Vers quinze heures, alors que ma femme est en réunion, elle reçoit un coup de fil du livreur qui baragouine quelque chose comme quoi il arrive dans pas longtemps.

Ah.

Quinze heures quinze : rien. Quinze heures trente : rien. Quinze heures quarante-cinq : rien. Seize heures ? Rien.

Je commence à avoir des sueurs froides. C’est bientôt la fin de la journée de travail : s’il ne se pointe pas rapidement, on va devoir recommencer le même cirque demain. Mais non, enfin, on sonne à la porte.

C’est un petit russe, pas vraiment costaud, qui entre et qui demande où on va mettre le frigo. Je lui montre l’emplacement : il a l’air embêté.

Voilà autre chose.

Il sort un mètre, mesure la porte et dit : ça passera pas.

Le gag.

Il dit oui, tu as commandé un soixante-dix centimètres, et la porte fait soixante-huit. Et sur ce, il me débite un baratin incompréhensible. Comme je n’ai rien compris, j’essaye de trouver la logique dans ce qu’il raconte.

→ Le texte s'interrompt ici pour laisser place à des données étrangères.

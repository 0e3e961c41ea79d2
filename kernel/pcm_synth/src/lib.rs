//! PCM sample buffers for exercising audio output devices.
//!
//! A [`PcmBuffer`] holds one third of a second of interleaved signed 16-bit samples.
//! It is allocated zero-filled from a [`SamplePool`], filled by the synthesis
//! routines in [`ramp`], handed by reference to a single device write,
//! and returned to its pool when dropped, on every exit path.

#![cfg_attr(not(test), no_std)]

extern crate alloc;
#[macro_use] extern crate log;

pub mod ramp;

use alloc::vec::Vec;
use core::fmt;
use simple_audio_out::SamplingRate;
use uefi::{Error, Result, Status};

/// A source of zero-initialized sample memory.
pub trait SamplePool {
    /// Allocates `count` zeroed samples.
    ///
    /// Returns `OUT_OF_RESOURCES` if the memory cannot be obtained.
    fn allocate_zeroed(&self, count: usize) -> Result<Vec<i16>>;

    /// Returns memory previously obtained from [`SamplePool::allocate_zeroed`].
    fn free(&self, samples: Vec<i16>);
}

/// A [`SamplePool`] backed by the global allocator.
///
/// Inside a UEFI image the global allocator draws from boot services pool memory.
#[derive(Debug, Default, Clone, Copy)]
pub struct GlobalPool;

impl SamplePool for GlobalPool {
    fn allocate_zeroed(&self, count: usize) -> Result<Vec<i16>> {
        let mut samples = Vec::new();
        samples.try_reserve_exact(count).map_err(|_| {
            error!("GlobalPool: failed to allocate {} samples", count);
            Error::from(Status::OUT_OF_RESOURCES)
        })?;
        samples.resize(count, 0);
        Ok(samples)
    }

    fn free(&self, samples: Vec<i16>) {
        drop(samples);
    }
}

/// Returns the number of interleaved samples in one third of a second of audio.
///
/// The frame count is `sampling_rate / 3` (rounded down), so the result
/// is always a multiple of `channel_count`.
pub fn sample_count(sampling_rate: SamplingRate, channel_count: u8) -> usize {
    channel_count as usize * (sampling_rate.hz() as usize / 3)
}

/// An exclusively-owned buffer of interleaved samples that returns itself to its pool on drop.
pub struct PcmBuffer<'p, P: SamplePool + ?Sized> {
    samples: Vec<i16>,
    sampling_rate: SamplingRate,
    channel_count: u8,
    pool: &'p P,
}

impl<'p, P: SamplePool + ?Sized> PcmBuffer<'p, P> {
    /// Allocates a zero-filled buffer holding one third of a second of audio
    /// at the given `sampling_rate` and `channel_count`.
    pub fn allocate(pool: &'p P, sampling_rate: SamplingRate, channel_count: u8) -> Result<PcmBuffer<'p, P>> {
        if channel_count == 0 {
            return Err(Status::INVALID_PARAMETER.into());
        }
        let count = sample_count(sampling_rate, channel_count);
        let samples = pool.allocate_zeroed(count)?;
        trace!("PcmBuffer: allocated {} samples ({:?}, {} channels)", count, sampling_rate, channel_count);
        Ok(PcmBuffer { samples, sampling_rate, channel_count, pool })
    }

    /// Overwrites the buffer with a periodic ramp at `frequency` Hz.
    ///
    /// See [`ramp`] for the waveform.
    pub fn fill_ramp(&mut self, frequency: u16) -> Result {
        let period = ramp::period(self.sampling_rate, frequency)?;
        ramp::fill(&mut self.samples, self.channel_count, period);
        Ok(())
    }

    pub fn samples(&self) -> &[i16] {
        &self.samples
    }

    /// The number of interleaved samples, counting every channel.
    pub fn len(&self) -> usize {
        self.samples.len()
    }

    pub fn is_empty(&self) -> bool {
        self.samples.is_empty()
    }

    /// The number of frames, i.e., samples per channel.
    pub fn frames(&self) -> usize {
        self.samples.len() / self.channel_count as usize
    }

    pub fn sampling_rate(&self) -> SamplingRate {
        self.sampling_rate
    }

    pub fn channel_count(&self) -> u8 {
        self.channel_count
    }
}

impl<'p, P: SamplePool + ?Sized> Drop for PcmBuffer<'p, P> {
    fn drop(&mut self) {
        let samples = core::mem::take(&mut self.samples);
        self.pool.free(samples);
    }
}

impl<'p, P: SamplePool + ?Sized> fmt::Debug for PcmBuffer<'p, P> {
    fn fmt(&self, f: &mut fmt::Formatter) -> fmt::Result {
        f.debug_struct("PcmBuffer")
            .field("sampling_rate", &self.sampling_rate)
            .field("channel_count", &self.channel_count)
            .field("len", &self.samples.len())
            .finish()
    }
}


#[cfg(test)]
mod tests {
    use super::*;
    use core::cell::Cell;

    /// Counts outstanding allocations, and can be told to refuse them.
    #[derive(Default)]
    struct CountingPool {
        outstanding: Cell<usize>,
        allocations: Cell<usize>,
        exhausted: bool,
    }

    impl SamplePool for CountingPool {
        fn allocate_zeroed(&self, count: usize) -> Result<Vec<i16>> {
            if self.exhausted {
                return Err(Status::OUT_OF_RESOURCES.into());
            }
            self.outstanding.set(self.outstanding.get() + 1);
            self.allocations.set(self.allocations.get() + 1);
            GlobalPool.allocate_zeroed(count)
        }

        fn free(&self, _samples: Vec<i16>) {
            self.outstanding.set(self.outstanding.get() - 1);
        }
    }

    #[test]
    fn length_is_a_third_of_a_second_for_every_rate() {
        for rate in SamplingRate::ALL {
            for channels in 1..=8u8 {
                let count = sample_count(rate, channels);
                assert_eq!(count % channels as usize, 0, "{:?} x {}", rate, channels);
            }
        }
        assert_eq!(sample_count(SamplingRate::HZ_8000, 2), 5332);
        assert_eq!(sample_count(SamplingRate::HZ_11025, 1), 3675);
        assert_eq!(sample_count(SamplingRate::HZ_16000, 2), 10666);
        assert_eq!(sample_count(SamplingRate::HZ_22050, 2), 14700);
        assert_eq!(sample_count(SamplingRate::HZ_32000, 1), 10666);
        assert_eq!(sample_count(SamplingRate::HZ_44100, 1), 14700);
        assert_eq!(sample_count(SamplingRate::HZ_48000, 2), 32000);
    }

    #[test]
    fn allocated_buffer_is_zeroed() {
        let pool = CountingPool::default();
        let buffer = PcmBuffer::allocate(&pool, SamplingRate::HZ_22050, 2).unwrap();
        assert_eq!(buffer.len(), 14700);
        assert_eq!(buffer.frames(), 7350);
        assert!(buffer.samples().iter().all(|&s| s == 0));
    }

    #[test]
    fn drop_returns_buffer_to_pool() {
        let pool = CountingPool::default();
        {
            let mut buffer = PcmBuffer::allocate(&pool, SamplingRate::HZ_48000, 2).unwrap();
            buffer.fill_ramp(480).unwrap();
            assert_eq!(pool.outstanding.get(), 1);
        }
        assert_eq!(pool.outstanding.get(), 0);
        assert_eq!(pool.allocations.get(), 1);
    }

    #[test]
    fn drop_on_error_path_returns_buffer() {
        let pool = CountingPool::default();
        let result: Result = (|| {
            let mut buffer = PcmBuffer::allocate(&pool, SamplingRate::HZ_22050, 2)?;
            buffer.fill_ramp(0)?;
            Ok(())
        })();
        assert_eq!(result.unwrap_err().status(), Status::INVALID_PARAMETER);
        assert_eq!(pool.outstanding.get(), 0);
    }

    #[test]
    fn exhausted_pool_reports_out_of_resources() {
        let pool = CountingPool { exhausted: true, ..Default::default() };
        let err = PcmBuffer::allocate(&pool, SamplingRate::HZ_22050, 2).unwrap_err();
        assert_eq!(err.status(), Status::OUT_OF_RESOURCES);
    }

    #[test]
    fn zero_channels_rejected() {
        let err = PcmBuffer::allocate(&GlobalPool, SamplingRate::HZ_22050, 0).unwrap_err();
        assert_eq!(err.status(), Status::INVALID_PARAMETER);
    }

    #[test]
    fn global_pool_refuses_impossible_requests() {
        let err = GlobalPool.allocate_zeroed(usize::MAX).unwrap_err();
        assert_eq!(err.status(), Status::OUT_OF_RESOURCES);
    }
}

– C’est trop petit de deux centimètres, mais si on le met sur le côté ?
– Non, ça passera pas.

Et il me ressort le même baratin, aussi vite. Comme je n’ai toujours pas compris, il me dit : combien de portes ?

Je vois pas le rapport.

– Combien de portes de quoi ?
– Le frigo, combien de portes ?
– Deux.
– Alors ça sera cent vingt shekels.


Je vois toujours pas le rapport.

– Mais pour faire quoi ?
– Pour installer le frigo.
– Mais comment ?

Il ressort le même baratin, mais cette fois, enfin, mon cerveau arrive à capter l’idée générale : il va enlever les portes et ça va faire maigrir le frigo de quelques centimètres. Et il conclut :

– Et donc deux portes : cent vingt shekels. Est-ce que tu as du liquide ?

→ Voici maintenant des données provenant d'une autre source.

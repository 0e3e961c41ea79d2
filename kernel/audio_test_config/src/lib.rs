//! Parameters of the Simple Audio Out test application.
//!
//! The application takes no external configuration: no command line,
//! no files, no environment variables. Everything it does is fixed here.

#![no_std]

pub mod pcm;
pub mod tone;

use log::LevelFilter;

/// The maximum level of log statements emitted once the logger is installed.
pub const LOG_LEVEL: LevelFilter = LevelFilter::Trace;

/// Whether to recursively connect drivers to every PCI controller before
/// looking for audio devices, so that audio drivers get a chance to bind.
pub const CONNECT_CONTROLLERS: bool = true;
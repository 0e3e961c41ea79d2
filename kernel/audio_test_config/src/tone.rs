//! Parameters of the tone test.

/// A tone to be generated by the device: `frequency` in Hz, for `duration_ms` milliseconds.
#[derive(Debug, Clone, Copy, PartialEq, Eq)]
pub struct ToneSpec {
    pub frequency: i16,
    pub duration_ms: u16,
}

const fn tone(frequency: i16, duration_ms: u16) -> ToneSpec {
    ToneSpec { frequency, duration_ms }
}

/// The tone test's stimulus table.
pub const TEST_TONES: [ToneSpec; 9] = [
    tone(14000, 100),
    tone(2000, 100),
    tone(14000, 100),
    tone(2000, 100),
    tone(14000, 100),
    tone(2000, 100),
    tone(8000, 100),
    tone(2000, 100),
    tone(8000, 100),
];

/// The duration used for every tone the test issues,
/// overriding the per-entry durations of [`TEST_TONES`].
pub const TONE_TEST_DURATION_MS: u16 = 1000;
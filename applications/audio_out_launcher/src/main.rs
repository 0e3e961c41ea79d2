//! The Simple Audio Out test launcher, built as a UEFI application.
//!
//! Build with `--target x86_64-unknown-uefi` and run the resulting `.efi` image
//! from the UEFI shell or as a boot option.

#![cfg_attr(target_os = "uefi", no_std)]
#![cfg_attr(target_os = "uefi", no_main)]

#[macro_use] extern crate cfg_if;

cfg_if! {

if #[cfg(target_os = "uefi")] {

#[macro_use] extern crate log;

use uefi::prelude::*;
use audio_out_test::BootEnvironment;

#[entry]
fn main(_image: Handle, mut system_table: SystemTable<Boot>) -> Status {
    if let Err(e) = uefi_services::init(&mut system_table) {
        return e.status();
    }
    log::set_max_level(audio_test_config::LOG_LEVEL);

    trace!("audio_out_launcher: main");

    let env = BootEnvironment::new(system_table.boot_services());
    match audio_out_test::run(&env) {
        Ok(summary) => {
            info!(
                "tested {} of {} Simple Audio Out devices ({} PCM failures, {} tone failures)",
                summary.devices_tested, summary.handles_found,
                summary.pcm_failures, summary.tone_failures,
            );
            Status::SUCCESS
        }
        Err(e) => {
            error!("audio_out_launcher: {:?}", e.status());
            e.status()
        }
    }
}

} else {

fn main() {
    eprintln!("audio_out_launcher must be run as a UEFI application (build with --target x86_64-unknown-uefi)");
    std::process::exit(1);
}

}

}
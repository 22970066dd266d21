//! In-memory `PersonRepository` adapter.
//!
//! Identifiers start at 1 and are never reused, matching the sequence-backed
//! PostgreSQL adapter. A single `RwLock` makes every operation atomic. Names
//! order bytewise, as the `persons.name` column's `"C"` collation does.

use std::cmp::Ordering;
use std::collections::BTreeMap;
use std::sync::{RwLock, RwLockReadGuard, RwLockWriteGuard};

use async_trait::async_trait;
use pagination::{Page, PageRequest};

use crate::domain::ports::{PersonRepository, PersonRepositoryError};
use crate::domain::{Person, PersonId, PersonName};

#[derive(Debug, Default)]
struct Table {
    rows: BTreeMap<PersonId, PersonName>,
    last_id: i64,
}

/// Process-local person store.
#[derive(Debug, Default)]
pub struct InMemoryPersonRepository {
    table: RwLock<Table>,
}

impl InMemoryPersonRepository {
    /// Create an empty store.
    pub fn new() -> Self {
        Self::default()
    }

    fn read(&self) -> Result<RwLockReadGuard<'_, Table>, PersonRepositoryError> {
        self.table
            .read()
            .map_err(|_| PersonRepositoryError::query("in-memory person table lock poisoned"))
    }

    fn write(&self) -> Result<RwLockWriteGuard<'_, Table>, PersonRepositoryError> {
        self.table
            .write()
            .map_err(|_| PersonRepositoryError::query("in-memory person table lock poisoned"))
    }
}

fn compare(request: &PageRequest, a: &Person, b: &Person) -> Ordering {
    let primary = match request.sort().property() {
        "name" => a.name().cmp(b.name()),
        _ => a.id().cmp(&b.id()),
    };
    let primary = if request.sort().direction().is_descending() {
        primary.reverse()
    } else {
        primary
    };
    primary.then_with(|| a.id().cmp(&b.id()))
}

#[async_trait]
impl PersonRepository for InMemoryPersonRepository {
    async fn insert(&self, name: &PersonName) -> Result<Person, PersonRepositoryError> {
        let mut table = self.write()?;
        let next = table
            .last_id
            .checked_add(1)
            .ok_or_else(|| PersonRepositoryError::query("person id sequence exhausted"))?;
        table.last_id = next;
        let id = PersonId::new(next);
        table.rows.insert(id, name.clone());
        Ok(Person::new(id, name.clone()))
    }

    async fn find_by_id(&self, id: PersonId) -> Result<Option<Person>, PersonRepositoryError> {
        let table = self.read()?;
        Ok(table
            .rows
            .get(&id)
            .map(|name| Person::new(id, name.clone())))
    }

    async fn list_page(
        &self,
        request: &PageRequest,
    ) -> Result<Page<Person>, PersonRepositoryError> {
        let table = self.read()?;
        let mut persons: Vec<Person> = table
            .rows
            .iter()
            .map(|(id, name)| Person::new(*id, name.clone()))
            .collect();
        drop(table);

        persons.sort_by(|a, b| compare(request, a, b));
        let total = persons.len() as u64;
        let offset = usize::try_from(request.offset()).unwrap_or(usize::MAX);
        let limit = usize::try_from(request.limit()).unwrap_or(usize::MAX);
        let content = persons.into_iter().skip(offset).take(limit).collect();
        Ok(Page::new(content, request, total))
    }

    async fn update(&self, person: &Person) -> Result<Option<Person>, PersonRepositoryError> {
        let mut table = self.write()?;
        match table.rows.get_mut(&person.id()) {
            Some(name) => {
                *name = person.name().clone();
                Ok(Some(person.clone()))
            }
            None => Ok(None),
        }
    }

    async fn delete_by_id(&self, id: PersonId) -> Result<bool, PersonRepositoryError> {
        let mut table = self.write()?;
        Ok(table.rows.remove(&id).is_some())
    }
}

Par un hasard extraordinaire, il se trouve que oui, on a du liquide, et par un hasard encore plus extraordinaire, il se trouve qu’on a justement cent vingt shekels.

Il repart et remonte au bout de cinq minutes avec son collège et un frigo (sans portes). Ils passent la porte, ils remontent les portes, tchik-tchak. Le collège dit : « tithadash », et il repart sans rien dire d’autre. Le chef pousse le frigo, donne les instructions (ne pas le rebrancher tout de suite), encaisse les cent vingt shekels, me fait signer le reçu, prend une photo du frigo pour montrer qu’il est en bon état, et il repart.

Moralité
Savlanout : six heures d’attente, tchik-tchak : quinze minutes. Bienvenue en Israël. – Fin du 38ème jour, 13 novembre 2023, 29 heshvan 5784.